In this lab we tested varios portions of the computer's cache and architecture characteristics and compared it to other computers. Specifically, we tested the L1 cache under various stress tests, determined the endian-ness of the computers (AMD, Pentium 4, G4), found out the cache structure for those computers (also including the UltraSparc), timed various degrees of integer and floating point precision, and did timing tests relating to a superscaler architecture.

How did you implement the cache stress programs and how do you quantify the effects of having a cache?

We implimented the cache stress programs though the implimenting the four cases outlined in part 3 of the lab. We forced misses in the cache by continuously requesting lines of memmory over several cacheblocks so that by the time a line of memory is requested a second time it will no longer be in the L1 cache.

For each processor, the time per loop increased over each test.

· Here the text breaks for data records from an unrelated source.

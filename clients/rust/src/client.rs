//! Main JsonMetadataClient implementation.

use std::sync::Arc;

use async_trait::async_trait;
use json_metadata::pda::find_metadata_account_with_program_id;
use json_metadata_core::{document::JsonObject, MetadataRecord};
use solana_client::nonblocking::rpc_client::RpcClient;
use solana_sdk::{
    instruction::Instruction,
    pubkey::Pubkey,
    signature::{Keypair, Signature, Signer},
    transaction::Transaction,
};

use crate::{
    api::JsonMetadataApi,
    config::{ConfigError, JsonClientConfig, JsonClientConfigBuilder},
    errors::{JsonClientError, JsonClientResult},
    rpc::RetryExecutor,
};

/// Client for the JSON metadata program.
///
/// Writes are signed by the configured payer, which funds rent and acts as
/// the authority. Transient RPC failures are retried with exponential backoff.
pub struct JsonMetadataClient {
    pub(crate) config: JsonClientConfig,
    pub(crate) rpc: Arc<RpcClient>,
    pub(crate) retry_executor: RetryExecutor,
}

impl JsonMetadataClient {
    /// Create a client for the default program address.
    ///
    /// `payer_private_key` is the 64-byte keypair.
    pub fn new(rpc_url: &str, payer_private_key: &[u8]) -> JsonClientResult<Self> {
        let payer = Keypair::from_bytes(payer_private_key)
            .map_err(|e| ConfigError::InvalidKeypair(e.to_string()))?;

        let config = JsonClientConfigBuilder::new()
            .rpc_url(rpc_url)
            .payer(payer)
            .build()?;

        Ok(Self::with_config(config))
    }

    pub fn with_config(config: JsonClientConfig) -> Self {
        let rpc = Arc::new(RpcClient::new_with_commitment(
            config.rpc_url.clone(),
            config.commitment,
        ));
        let retry_executor = RetryExecutor::new(config.retry.clone());

        Self {
            config,
            rpc,
            retry_executor,
        }
    }

    pub fn payer_pubkey(&self) -> Pubkey {
        self.config.payer.pubkey()
    }

    pub fn program_id(&self) -> Pubkey {
        self.config.program_id
    }

    /// Metadata account address of `subject` under the configured program.
    pub fn metadata_address(&self, subject: &Pubkey) -> Pubkey {
        find_metadata_account_with_program_id(&self.config.program_id, subject).0
    }

    /// Send a transaction and wait for confirmation.
    pub(crate) async fn send_and_confirm(
        &self,
        instructions: &[Instruction],
        extra_signers: &[&Keypair],
    ) -> JsonClientResult<Signature> {
        self.retry_executor
            .execute(|| self.send_tx(instructions, extra_signers))
            .await
    }

    async fn send_tx(
        &self,
        instructions: &[Instruction],
        extra_signers: &[&Keypair],
    ) -> JsonClientResult<Signature> {
        let recent_blockhash = self
            .rpc
            .get_latest_blockhash()
            .await
            .map_err(JsonClientError::from_rpc)?;

        let mut signers: Vec<&Keypair> = vec![self.config.payer.as_ref()];
        signers.extend(extra_signers);

        let tx = Transaction::new_signed_with_payer(
            instructions,
            Some(&self.config.payer.pubkey()),
            &signers,
            recent_blockhash,
        );

        self.rpc
            .send_and_confirm_transaction(&tx)
            .await
            .map_err(JsonClientError::from_rpc)
    }
}

#[async_trait]
impl JsonMetadataApi for JsonMetadataClient {
    async fn initialize(&self, subject: &Keypair) -> Result<Signature, JsonClientError> {
        self.initialize_impl(subject).await
    }

    async fn initialize_with_capacity(
        &self,
        subject: &Keypair,
        capacity: usize,
    ) -> Result<Signature, JsonClientError> {
        self.initialize_with_capacity_impl(subject, capacity).await
    }

    async fn set_value(
        &self,
        subject: &Pubkey,
        updates: &JsonObject,
    ) -> Result<Vec<Signature>, JsonClientError> {
        self.set_value_impl(subject, updates).await
    }

    async fn set_fragment(
        &self,
        subject: &Pubkey,
        fragment: &[u8],
    ) -> Result<Signature, JsonClientError> {
        self.set_fragment_impl(subject, fragment).await
    }

    async fn add_authority(
        &self,
        subject: &Pubkey,
        new_authority: &Pubkey,
    ) -> Result<Signature, JsonClientError> {
        self.add_authority_impl(subject, new_authority).await
    }

    async fn remove_authority(
        &self,
        subject: &Pubkey,
        authority: &Pubkey,
    ) -> Result<Signature, JsonClientError> {
        self.remove_authority_impl(subject, authority).await
    }

    async fn get_metadata(&self, subject: &Pubkey) -> Result<MetadataRecord, JsonClientError> {
        self.get_metadata_impl(subject).await
    }

    async fn get_document(&self, subject: &Pubkey) -> Result<JsonObject, JsonClientError> {
        self.get_document_impl(subject).await
    }
}
//! Splitting a document into SetValue fragments.
//!
//! The program merges top-level keys, so a document can be written as several
//! smaller objects, each holding a run of keys. Keys are never split across
//! fragments and keep their order, so the stored document ends up with the same
//! key order as the input.

use json_metadata_core::document::JsonObject;
use serde_json::Value;

use crate::errors::{JsonClientError, JsonClientResult};

/// Compact length of `"key":value` inside an object.
fn entry_len(key: &str, value: &Value) -> JsonClientResult<usize> {
    let key_len = serde_json::to_vec(key)?.len();
    let value_len = serde_json::to_vec(value)?.len();
    Ok(key_len + 1 + value_len)
}

/// Splits `document` into compact JSON objects no longer than `max_len` bytes.
///
/// Returns no fragments for an empty document. Fails with
/// [`JsonClientError::FragmentTooLarge`] when a single key does not fit.
pub fn split_object(document: &JsonObject, max_len: usize) -> JsonClientResult<Vec<Vec<u8>>> {
    let mut fragments = Vec::new();
    let mut current = JsonObject::new();
    // length of `current` serialized: braces plus entries plus separating commas
    let mut current_len = 2;

    for (key, value) in document {
        let len = entry_len(key, value)?;
        if len + 2 > max_len {
            return Err(JsonClientError::FragmentTooLarge {
                key: key.clone(),
                size: len + 2,
                max_size: max_len,
            });
        }

        let separator = usize::from(!current.is_empty());
        if current_len + separator + len > max_len {
            fragments.push(serde_json::to_vec(&current)?);
            current = JsonObject::new();
            current_len = 2;
        }

        current_len += usize::from(!current.is_empty()) + len;
        current.insert(key.clone(), value.clone());
    }

    if !current.is_empty() {
        fragments.push(serde_json::to_vec(&current)?);
    }
    Ok(fragments)
}

/// Parses `text` as a JSON object.
pub fn parse_object(text: &str) -> JsonClientResult<JsonObject> {
    match serde_json::from_str::<Value>(text)? {
        Value::Object(map) => Ok(map),
        other => Err(JsonClientError::InvalidInput(format!(
            "expected a JSON object, got {}",
            json_type_name(&other)
        ))),
    }
}

fn json_type_name(value: &Value) -> &'static str {
    match value {
        Value::Null => "null",
        Value::Bool(_) => "a boolean",
        Value::Number(_) => "a number",
        Value::String(_) => "a string",
        Value::Array(_) => "an array",
        Value::Object(_) => "an object",
    }
}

The only exception was the Athlon XP who's Baseline II performance was slightly better than it's Baseline I performance. What was interesting was that on the 2-way nice test, the time for each processor would lead one to belive that they each performed worse than on the cache stress test when the cache strees test should have created the worst time, especially since each processor implemented multiple way set-associative cache. What the time per loop doesn't account for is the fact that there were more addition operations per loop in the 2-way nice test, and taking this into account, the times were very quick.

The presesnce of a cache made a fairly significant difference on the performance of each of the computers sytems. The least significant difference between cache performace times was in the G4. The cache stress test was only 22% longer per loop than the Baseline I test on the G4 but over took over twice as long on the Athlon and almost twice as line on the P4 per loop than their respective Baseline I times.

This might have been due to different types of L2 caches as well as different cache architecture between the systems

How did you implement the superscalar test programs and how do you quantify the effects of having a superscalar architecture?

Since x86 assembly code won't run on a G4, nor sparc, we wrote the code in plain C and checked the assembly output to make sure stuff wasn't optimized away. The results for the test programs were what one would expect for a superscalar acrchitecture. The Baseline I test without dependecies ran in the smallest amount of time and the Dependency 2 test ran in the slowest amount of time while the two tests with one dependancy ran somewhere in between. What was interesting was that the test with the Dependency 3 test ran faster than the Baseline II eventhough they each only have one dependency.

How might what you learn in this lab affect your programming style in the future?

The row-major/column-major tests (Part4) will definatly effect how I construct two dimesional vectors in my future programs. The ramifications on system performance were very clear in the results. They reinforced many of the rules programming rules we learn in intro classes but have no explinaion for. Also, the benifits/drawbacks of writing code that is optimized for one system over another.

Describe any lab extensions or further comparisons you decided to make to test computer performance.

For our lab extensions we ran all of our tests on at least one more machine than was required. This allowed us to better understand the effects of running under different architectures. We also disassembled our output to find out what code our benchmarks are running.